**WHAT YOU NEED TO DO:**
Across the entries below, how many lines have the word "bool" in them? Respond with only the number.

DATA FOR REVIEW Start Marker

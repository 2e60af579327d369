use std::sync::OnceLock;
use regex::Regex;
use serde::{Deserialize, Serialize};
use tracing::debug;

use crate::core::model::CodeElement;
use super::CallGraph;

/// Prefixes commonly added in front of routes by proxies and routers
const API_PREFIXES: &[&str] = &["api/v1/", "api/v2/", "api/"];

/// A server route declared by a decorator such as `@app.get("/users/{id}")`
#[derive(Debug, Clone, PartialEq, Eq, Serialize, Deserialize)]
pub struct Endpoint {
    pub method: String,
    pub path: String,
    pub element_id: String,
}

impl Endpoint {
    /// Label stored on matched API calls
    pub fn describe(&self) -> String {
        format!("{} {} ({})", self.method, self.path, self.element_id)
    }

    /// Whether a request with `method` and `path` would hit this route
    pub fn matches(&self, method: &str, path: &str) -> bool {
        if !self.method.eq_ignore_ascii_case(method) {
            return false;
        }

        let endpoint = trim_path(&self.path);
        let request = trim_path(path);
        if segments_match(endpoint, request) {
            return true;
        }

        API_PREFIXES.iter().any(|prefix| match request.strip_prefix(prefix) {
            Some(stripped) => {
                let endpoint = endpoint.strip_prefix(prefix).unwrap_or(endpoint);
                segments_match(endpoint, stripped)
            }
            None => false,
        })
    }
}

/// Routes declared anywhere in the tree
pub fn collect_endpoints(root: &CodeElement) -> Vec<Endpoint> {
    let mut endpoints = Vec::new();

    for element in root.walk() {
        for decorator in &element.decorators {
            if let Some(captures) = route_pattern().captures(decorator) {
                endpoints.push(Endpoint {
                    method: captures[2].to_ascii_uppercase(),
                    path: captures[3].to_string(),
                    element_id: element.id.clone(),
                });
            }
        }
    }

    endpoints
}

/// Annotate API calls in `graph` that hit one of `endpoints`. Returns the number matched.
pub fn match_endpoints(graph: &mut CallGraph, endpoints: &[Endpoint]) -> usize {
    if endpoints.is_empty() {
        return 0;
    }

    let mut matched = 0;
    for calls in graph.api_calls.values_mut() {
        for call in calls.iter_mut().filter(|c| !c.is_external) {
            if let Some(endpoint) = endpoints.iter().find(|e| e.matches(&call.method, &call.path)) {
                debug!("{} {} handled by {}", call.method, call.path, endpoint.element_id);
                call.matched_endpoint = Some(endpoint.describe());
                matched += 1;
            }
        }
    }
    matched
}

fn route_pattern() -> &'static Regex {
    static ROUTE: OnceLock<Regex> = OnceLock::new();
    ROUTE.get_or_init(|| {
        Regex::new(r#"^(app|router|api|bp)\.(get|post|put|patch|delete|head|options)\(\s*[rf]?["']([^"']*)["']"#)
            .expect("valid route regex")
    })
}

/// Strip the query string and surrounding slashes
fn trim_path(path: &str) -> &str {
    path.split('?').next().unwrap_or(path).trim_matches('/')
}

/// Segment-wise comparison where `{placeholder}` matches any single segment
fn segments_match(endpoint: &str, request: &str) -> bool {
    let endpoint: Vec<&str> = endpoint.split('/').collect();
    let request: Vec<&str> = request.split('/').collect();

    endpoint.len() == request.len()
        && endpoint.iter().zip(&request).all(|(e, r)| {
            (is_placeholder(e) && !r.is_empty()) || (is_placeholder(r) && !e.is_empty()) || e == r
        })
}

fn is_placeholder(segment: &str) -> bool {
    segment.len() > 2 && segment.starts_with('{') && segment.ends_with('}')
}

#[cfg(test)]
mod tests {
    use super::*;
    use crate::core::model::fixtures::element;
    use crate::core::model::{ApiCallReference, ElementKind};

    fn endpoint(method: &str, path: &str) -> Endpoint {
        Endpoint {
            method: method.to_string(),
            path: path.to_string(),
            element_id: "api::get_user".to_string(),
        }
    }

    #[test]
    fn test_collects_route_decorators() {
        let mut root = element("api", ElementKind::Module, "api", (1, 20));
        let mut handler = element("api::get_user", ElementKind::Function, "get_user", (3, 5));
        handler.decorators = vec!["router.get(\"/users/{user_id}\", response_model=User)".to_string()];
        root.children.push(handler);
        let mut other = element("api::helper", ElementKind::Function, "helper", (7, 8));
        other.decorators = vec!["lru_cache(maxsize=None)".to_string()];
        root.children.push(other);

        let endpoints = collect_endpoints(&root);
        assert_eq!(endpoints, vec![endpoint("GET", "/users/{user_id}")]);
    }

    #[test]
    fn test_placeholders_match_any_segment() {
        let route = endpoint("GET", "/users/{user_id}");
        assert!(route.matches("GET", "/users/{id}"));
        assert!(route.matches("get", "/users/42?expand=true"));
        assert!(!route.matches("POST", "/users/42"));
        assert!(!route.matches("GET", "/users/42/orders"));
    }

    #[test]
    fn test_api_prefixes_are_ignored() {
        let route = endpoint("GET", "/users/{user_id}");
        assert!(route.matches("GET", "/api/users/7"));
        assert!(route.matches("GET", "/api/v1/users/7"));

        let prefixed = endpoint("POST", "/api/v2/orders");
        assert!(prefixed.matches("POST", "/api/v2/orders"));
    }

    #[test]
    fn test_match_endpoints_annotates_calls() {
        let mut graph = CallGraph::default();
        graph.api_calls.insert(
            "ui::load".to_string(),
            vec![ApiCallReference {
                method: "GET".to_string(),
                path: "/api/users/{id}".to_string(),
                client: "fetch".to_string(),
                line: 3,
                is_external: false,
                matched_endpoint: None,
            }],
        );

        let matched = match_endpoints(&mut graph, &[endpoint("GET", "/users/{user_id}")]);
        assert_eq!(matched, 1);
        assert_eq!(
            graph.api_calls_for("ui::load")[0].matched_endpoint.as_deref(),
            Some("GET /users/{user_id} (api::get_user)")
        );
    }
}
use std::sync::OnceLock;
use regex::Regex;

use crate::config::LayoutConfig;

/// Average rendered character width
pub const CHAR_WIDTH: i64 = 8;
pub const LINE_HEIGHT: i64 = 24;
/// Height of a `###` heading line
pub const HEADER_HEIGHT: i64 = 36;
pub const PADDING_X: i64 = 24;
pub const PADDING_Y: i64 = 20;

/// Estimate the rendered size of a markup text block, clamped to the configured bounds
pub fn measure(text: &str, config: &LayoutConfig) -> (i64, i64) {
    let inner_max = (config.max_width - 2 * PADDING_X).max(CHAR_WIDTH);
    let mut widest = 0;
    let mut height = 2 * PADDING_Y;

    for line in text.lines() {
        let visible = strip_markup(line).chars().count() as i64 * CHAR_WIDTH;
        widest = widest.max(visible);

        let line_height = if line.starts_with('#') { HEADER_HEIGHT } else { LINE_HEIGHT };
        // Lines wider than the node wrap onto extra rows
        let rows = ((visible + inner_max - 1) / inner_max).max(1);
        height += line_height * rows;
    }

    let width = (widest + 2 * PADDING_X).clamp(config.min_width, config.max_width);
    let height = height.clamp(config.min_height, config.max_height);
    (width, height)
}

/// Drop heading markers, emphasis and inline code so only visible characters remain
pub fn strip_markup(line: &str) -> String {
    static PATTERNS: OnceLock<Vec<(Regex, &'static str)>> = OnceLock::new();
    let patterns = PATTERNS.get_or_init(|| {
        [
            (r"^#{1,6}\s*", ""),
            (r"\*\*(.+?)\*\*", "$1"),
            (r"\*(.+?)\*", "$1"),
            (r"`(.+?)`", "$1"),
        ]
        .into_iter()
        .map(|(pattern, replacement)| (Regex::new(pattern).expect("valid markup regex"), replacement))
        .collect()
    });

    patterns
        .iter()
        .fold(line.to_string(), |text, (pattern, replacement)| {
            pattern.replace_all(&text, *replacement).into_owned()
        })
}

#[cfg(test)]
mod tests {
    use super::*;

    #[test]
    fn test_strip_markup() {
        assert_eq!(strip_markup("### async load"), "async load");
        assert_eq!(strip_markup("**count** = `3` *note*"), "count = 3 note");
    }

    #[test]
    fn test_short_text_uses_minimums() {
        let config = LayoutConfig::default();
        assert_eq!(measure("### a", &config), (config.min_width, config.min_height));
    }

    #[test]
    fn test_size_grows_with_text_and_is_clamped() {
        let config = LayoutConfig::default();
        let long_line = "x".repeat(40);
        let (width, height) = measure(&format!("### title\n{}\n{}", long_line, long_line), &config);
        assert_eq!(width, 40 * CHAR_WIDTH + 2 * PADDING_X);
        assert_eq!(height, (2 * PADDING_Y + HEADER_HEIGHT + 2 * LINE_HEIGHT).max(config.min_height));

        let huge = "word ".repeat(400);
        let (width, height) = measure(&huge, &config);
        assert_eq!(width, config.max_width);
        assert_eq!(height, config.max_height);
    }
}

DATA FOR REVIEW End Marker

**SOLUTION TO THIS PROBLEM:**
3